Like other frontier areas, nanotechnology can deliver surprises in which something useful is demonstrated, but not quite in the way intended. European nanotechnology researchers have moved a gold cargo about 500 nm along a carbon nanotube ‘Monorail”. However, the cargo only moves from the center to one end, instead of from one end to the other, because the motive force is not the electric current applied to the nanotube, as intended, but rather phonons from the heat generated by the current. Excerpts from “Nanoscale freighter hauls its first load“, written by David Robson at NewScientist.com news service:

A nanoscale “monorail” that can creep along a nanotube track has shifted its first load, hauling a gold nugget a distance of 0.5 micrometres. The device could be a useful addition to microscopic construction toolkits that researchers hope will advance computing and other fields.

The new device developed by researchers in Spain, Austria and Switzerland is made from two nanotubes nested like the parts of a telescope.

The central tube is one micrometer long and acts as a rail for the second, smaller, 200-nanometre nanotube. The outer “monorail carriage” is driven by applying current to the inner rail, and can move in both directions along the rail — it can also rotate around it.

In trials, the device was used to transport a ball of gold about 250 nanometres wide along the track for a distance of 500 nanometres (0.5 micrometres). It moves at speeds ranging from 0.1 nanometres per second to 1 micrometre per second. The researchers observed the motion using an atomic force microscope.

…”It is the first nano-freighter train,” says Andrea Ferrari, an expert in nano-engineering from the University of Cambridge, UK, who was not involved in the research.

…Ferrari was impressed by the work, saying it advanced previous demonstrations of nanotransport. “However, this is just a first step and significant research and development work is needed to make this a real technology.”

Excerpts from “Nanotube ‘monorail’ moves cargo“, at nanotechweb.org (requires free registration), written by Hamish Johnston:

Carbon nanotubes are sheets of carbon one atom thick that are rolled up into tubes that are only several nanometres in diameter. Adrian Bachtold and colleagues at the Autonomous University of Barcelona along with collaborators at the University of Vienna and the Swiss Federal Institute of Technology in Lausanne built their device using a multiwalled nanotube, which comprises several concentric nanotubes.

The team began by attaching a 1500-nm long multiwalled tube across the trench with metal electrodes. They then used an electrical-breakdown technique to remove several outer layers from most of the nanotube, leaving a short sleeve that could rotate freely and move to and fro along the inner rail.

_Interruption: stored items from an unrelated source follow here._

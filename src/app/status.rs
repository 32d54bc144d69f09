const STATUS_TICK: Duration = Duration::from_secs(1);

// One snapshot-and-reset pass per tick. Besides operator visibility this is
// what re-arms the rate-limit brake: zeroing rate_limits lets traffic resume
// after a 429 storm.
async fn status_loop(
    cancel: CancellationToken,
    outcome: Arc<Outcome>,
    state: Arc<Mutex<State>>,
    mut log_file: File,
) {
    loop {
        tokio::select! {
            _ = cancel.cancelled() => {
                debug!("status aggregator finished due to cancellation");
                return;
            }
            _ = tokio::time::sleep(STATUS_TICK) => {}
        }

        let snapshot = outcome.snapshot_and_reset();
        let summary = state.lock().unwrap().tick_summary();

        if let Err(err) = log_file.write_all(format_status_record(&snapshot, &summary).as_bytes())
        {
            error!("error writing the status log: {err}");
        }
    }
}

fn format_status_record(snapshot: &OutcomeSnapshot, summary: &StateSummary) -> String {
    format!(
        "{} STATUS\n\
         Reqs: {}, Success: {:.2}%\n\
         RateLimits (429): {}, NotFounds (404): {}, OtherErrs: {}\n\
         Recovered from backup: {}, Lost from backup: {}\n\
         BatchID: {}, HighestID: {}\n\
         AvgThreshAmount: {:.2}, AvgThreshOffset: {:.2}\n\
         AvgHitThreshLevel: {:.2}, AvgAge: {:.2}\n\n",
        Local::now().format("%Y-%m-%d %H:%M:%S%.3f"),
        snapshot.total_requests(),
        snapshot.success_rate(),
        snapshot.rate_limits,
        snapshot.not_founds,
        snapshot.other_errs,
        snapshot.recovered,
        snapshot.lost,
        summary.batch_id,
        summary.highest_id,
        summary.avg_thresholds_count,
        summary.avg_offset,
        summary.avg_hit_level,
        summary.avg_age_ms,
    )
}

#[cfg(test)]
mod status_tests {
    use super::*;
    use pretty_assertions::assert_eq;

    #[test]
    fn record_carries_every_tick_field() {
        let snapshot = OutcomeSnapshot {
            rate_limits: 2,
            not_founds: 5,
            other_errs: 1,
            successes: 12,
            recovered: 3,
            lost: 1,
        };
        let summary = StateSummary {
            batch_id: 9,
            highest_id: 123_456,
            avg_thresholds_count: 4.5,
            avg_offset: 5.25,
            avg_hit_level: 2.0,
            avg_age_ms: 640.5,
        };

        let record = format_status_record(&snapshot, &summary);
        assert!(record.contains("Reqs: 20, Success: 60.00%"));
        assert!(record.contains("RateLimits (429): 2, NotFounds (404): 5, OtherErrs: 1"));
        assert!(record.contains("Recovered from backup: 3, Lost from backup: 1"));
        assert!(record.contains("BatchID: 9, HighestID: 123456"));
        assert!(record.contains("AvgThreshAmount: 4.50, AvgThreshOffset: 5.25"));
        assert!(record.contains("AvgHitThreshLevel: 2.00, AvgAge: 640.50"));
        assert!(record.ends_with("\n\n"));
    }

    #[test]
    fn record_reports_a_zero_rate_without_requests() {
        let snapshot = OutcomeSnapshot {
            rate_limits: 0,
            not_founds: 0,
            other_errs: 0,
            successes: 0,
            recovered: 0,
            lost: 0,
        };
        let summary = StateSummary {
            batch_id: 0,
            highest_id: 0,
            avg_thresholds_count: 0.0,
            avg_offset: 0.0,
            avg_hit_level: 0.0,
            avg_age_ms: 0.0,
        };

        let record = format_status_record(&snapshot, &summary);
        assert!(record.contains("Reqs: 0, Success: 0.00%"));
    }
}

…Bachtold told physicsworld.com that the team had originally hoped that they could apply a voltage between the electrodes to encourage atomic interactions between the rail and sleeve, causing the sleeve to move in a helical manner in one direction — and then in the other direction when they reversed the voltage. Such motion was expected, according to Bachtold, because the atoms on the inner and outer nanotubes would both be arranged in slightly different spiral configurations.

Instead, the team found that the sleeve always moved away from the centre of the trench. According to Bachtold, the first clue that heat was driving the motion was that the gold cargo particle changed shape by partially melting. The team confirmed the role of heating by doing computer simulations of the system.

…Ramin Golestanian of the University of Sheffield describes the work as “a beautiful experimental result”. However Golestanian, who studies the physics of moving nanoparticles and nanomechanical devices, told physicsworld.com that much more investigation is required to understand the mechanism responsible for the motion and the role of phonons in it.

The research was published in Science (abstract). It seems quite possible that the researchers will improve this device so that it becomes useful for driving nanometer-scale machines, as they intend to do. However, I suspect it would be easier to understand and control an atomically precise cargo hauler of some type.